Items from a dataset

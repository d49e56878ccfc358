//! Type checks and field rules applied by the validation pass

use super::identifiers::{detect_scheme, is_doi};
use super::{FieldDescriptor, Mode, Rule, ValidationContext, ValidationResult, ValueType, RELATIONS};
use chrono::NaiveDate;
use serde_json::{Map, Value};
use validator::ValidateUrl;

const DATE_FORMAT: &str = "%Y-%m-%d";

pub const INVALID_DATE: &str = "Invalid date format, expected YYYY-MM-DD.";
pub const INVALID_DOI: &str = "The provided DOI is invalid - it should look similar to '10.1234/foo.bar'.";
pub const PRERESERVED_DOI: &str =
    "You are not allowed to edit a pre-reserved DOI. Click the Pre-reserve DOI button to resolve the problem.";

const KEYWORD_SEPARATORS: &[char] = &[';', ','];

pub(super) fn parse_date(value: &str) -> Option<NaiveDate> {
    NaiveDate::parse_from_str(value, DATE_FORMAT).ok()
}

/// Check the value's shape; returns false when rules should be skipped
pub(super) fn check_type(field: &FieldDescriptor, value: &Value, result: &mut ValidationResult) -> bool {
    let name = field.name;

    match field.value_type {
        ValueType::Text => match value {
            Value::String(_) => true,
            _ => {
                result.error(name, "Not a valid string.");
                false
            }
        },
        ValueType::Date => match value.as_str().and_then(parse_date) {
            Some(_) => true,
            None => {
                result.error(name, INVALID_DATE);
                false
            }
        },
        ValueType::Url => match value.as_str() {
            Some(url) if url.validate_url() => true,
            _ => {
                result.error(name, "Not a valid URL.");
                false
            }
        },
        ValueType::Choice(choices) => match value.as_str() {
            Some(v) if choices.contains(&v) => true,
            _ => {
                result.error(name, "Not a valid choice.");
                false
            }
        },
        ValueType::Strings => match value.as_array() {
            Some(items) if items.iter().all(Value::is_string) => true,
            _ => {
                result.error(name, "Not a valid list of strings.");
                false
            }
        },
        ValueType::Persons => {
            let Some(items) = value.as_array() else {
                result.error(name, "Not a valid list.");
                return false;
            };
            let mut ok = true;
            for (i, item) in items.iter().enumerate() {
                let valid = item
                    .as_object()
                    .map(|o| o.get("name").map(|n| n.is_string() || n.is_null()).unwrap_or(true))
                    .unwrap_or(false);
                if !valid {
                    result.error(format!("{}.{}", name, i), "Not a valid person.");
                    ok = false;
                }
            }
            ok
        }
        ValueType::Identifiers => {
            let Some(items) = value.as_array() else {
                result.error(name, "Not a valid list.");
                return false;
            };
            let mut ok = true;
            for (i, item) in items.iter().enumerate() {
                let Some(obj) = item.as_object() else {
                    result.error(format!("{}.{}", name, i), "Not a valid identifier.");
                    ok = false;
                    continue;
                };
                let relation = obj.get("relation").and_then(Value::as_str).unwrap_or("");
                if !RELATIONS.contains(&relation) {
                    result.error(format!("{}.{}.relation", name, i), "Not a valid choice.");
                    ok = false;
                }
            }
            ok
        }
        ValueType::References(key) => {
            let valid = value
                .as_array()
                .map(|items| {
                    items
                        .iter()
                        .all(|item| item.get(key).map(Value::is_string).unwrap_or(false))
                })
                .unwrap_or(false);
            if !valid {
                result.error(name, format!("Each entry requires a string '{}'.", key));
            }
            valid
        }
    }
}

pub(super) fn apply(
    rule: Rule,
    name: &str,
    draft: &mut Map<String, Value>,
    ctx: &ValidationContext<'_>,
    result: &mut ValidationResult,
) {
    match rule {
        Rule::FutureDate => {
            let date = draft.get(name).and_then(Value::as_str).and_then(parse_date);
            if matches!(date, Some(d) if d <= ctx.today) {
                result.error(name, "Embargo date must be in the future.");
            }
        }
        Rule::Doi => {
            if let Some(doi) = draft.get(name).and_then(Value::as_str) {
                check_doi(name, doi, ctx, result);
            }
        }
        Rule::PersonName => {
            for_each_person(name, draft, |i, person| {
                let key = format!("{}.{}.name", name, i);
                let person_name = person.get("name").and_then(Value::as_str).unwrap_or("").trim();
                if person_name.is_empty() {
                    result.error(key, super::REQUIRED_MESSAGE);
                } else if !person_name.contains(',') {
                    result.error(key, "Name must be in the format \"Family name, Given names\".");
                } else if person_name == person_name.to_uppercase() {
                    result.warning(key, "Name is all uppercase, please correct it.");
                } else if person_name == person_name.to_lowercase() {
                    result.warning(key, "Name is all lowercase, please correct it.");
                }
            });
        }
        Rule::PersonAffiliation => {
            for_each_person(name, draft, |i, person| {
                let blank = person
                    .get("affiliation")
                    .and_then(Value::as_str)
                    .map(|a| a.trim().is_empty())
                    .unwrap_or(true);
                if blank {
                    result.warning(
                        format!("{}.{}.affiliation", name, i),
                        "Affiliation is missing, please add it if possible.",
                    );
                }
            });
        }
        Rule::KeywordLine => {
            if let Some(items) = draft.get(name).and_then(Value::as_array) {
                for (i, keyword) in items.iter().enumerate() {
                    if keyword.as_str().map(|k| k.contains(KEYWORD_SEPARATORS)).unwrap_or(false) {
                        result.warning(
                            format!("{}.{}", name, i),
                            "Keywords should be given one per line, not separated by ';' or ','.",
                        );
                    }
                }
            }
        }
        Rule::DetectScheme => {
            let Some(items) = draft.get_mut(name).and_then(Value::as_array_mut) else {
                return;
            };
            for (i, item) in items.iter_mut().enumerate() {
                let Some(obj) = item.as_object_mut() else { continue };
                let identifier = obj.get("identifier").and_then(Value::as_str).unwrap_or("").to_string();
                match detect_scheme(&identifier) {
                    Some(scheme) => {
                        obj.insert("scheme".to_string(), Value::String(scheme.to_string()));
                    }
                    None => {
                        obj.remove("scheme");
                        result.error(
                            format!("{}.{}.identifier", name, i),
                            "Not a valid persistent identifier. Identifier is required.",
                        );
                    }
                }
            }
        }
        Rule::CommunityExists => {
            for id in referenced_ids(draft, name, "identifier") {
                if !ctx.communities.contains(&id) {
                    let message = match ctx.mode {
                        Mode::Save => format!("Invalid community identifier: {}", id),
                        Mode::Publish => format!("Provided community does not exist: {}", id),
                    };
                    result.error(name, message);
                }
            }
        }
        Rule::GrantExists => {
            for id in referenced_ids(draft, name, "id") {
                if !ctx.grants.contains(&id) {
                    result.error(name, format!("Invalid grant identifier: {}", id));
                }
            }
        }
    }
}

fn check_doi(name: &str, doi: &str, ctx: &ValidationContext<'_>, result: &mut ValidationResult) {
    if !is_doi(doi) {
        result.error(name, INVALID_DOI);
        return;
    }

    let prefix = doi.split('/').next().unwrap_or_default();
    if prefix == ctx.site.test_prefix {
        result.error(name, format!("The prefix {} is invalid.", prefix));
        return;
    }

    if !ctx.site.is_local_doi(doi) || ctx.prereserved_doi == Some(doi) {
        return;
    }

    let message = if ctx.prereserved_doi.is_some() {
        PRERESERVED_DOI.to_string()
    } else {
        format!("The prefix {} is administrated locally.", prefix)
    };
    result.error(name, message.clone());
    result.invalid_local_doi = Some(message);
}

fn for_each_person(name: &str, draft: &Map<String, Value>, mut f: impl FnMut(usize, &Map<String, Value>)) {
    if let Some(items) = draft.get(name).and_then(Value::as_array) {
        for (i, item) in items.iter().enumerate() {
            if let Some(person) = item.as_object() {
                f(i, person);
            }
        }
    }
}

fn referenced_ids(draft: &Map<String, Value>, name: &str, key: &str) -> Vec<String> {
    draft
        .get(name)
        .and_then(Value::as_array)
        .map(|items| {
            items
                .iter()
                .filter_map(|item| item.get(key).and_then(Value::as_str))
                .map(str::to_string)
                .collect()
        })
        .unwrap_or_default()
}

#[cfg(test)]
mod tests {
    use super::*;

    #[test]
    fn test_parse_date() {
        assert!(parse_date("2013-05-08").is_some());
        assert!(parse_date("2013-13-08").is_none());
        assert!(parse_date("08/05/2013").is_none());
    }
}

### Work instructions
Restate, word for word, the final stretch of the entries above: the line containing "PRERESERVED_DOI.to_string()" and every line after it, up to and including the last.

### Exercise solution
        PRERESERVED_DOI.to_string()
    } else {
        format!("The prefix {} is administrated locally.", prefix)
    };
    result.error(name, message.clone());
    result.invalid_local_doi = Some(message);
}

fn for_each_person(name: &str, draft: &Map<String, Value>, mut f: impl FnMut(usize, &Map<String, Value>)) {
    if let Some(items) = draft.get(name).and_then(Value::as_array) {
        for (i, item) in items.iter().enumerate() {
            if let Some(person) = item.as_object() {
                f(i, person);
            }
        }
    }
}

fn referenced_ids(draft: &Map<String, Value>, name: &str, key: &str) -> Vec<String> {
    draft
        .get(name)
        .and_then(Value::as_array)
        .map(|items| {
            items
                .iter()
                .filter_map(|item| item.get(key).and_then(Value::as_str))
                .map(str::to_string)
                .collect()
        })
        .unwrap_or_default()
}

#[cfg(test)]
mod tests {
    use super::*;

    #[test]
    fn test_parse_date() {
        assert!(parse_date("2013-05-08").is_some());
        assert!(parse_date("2013-13-08").is_none());
        assert!(parse_date("08/05/2013").is_none());
    }
}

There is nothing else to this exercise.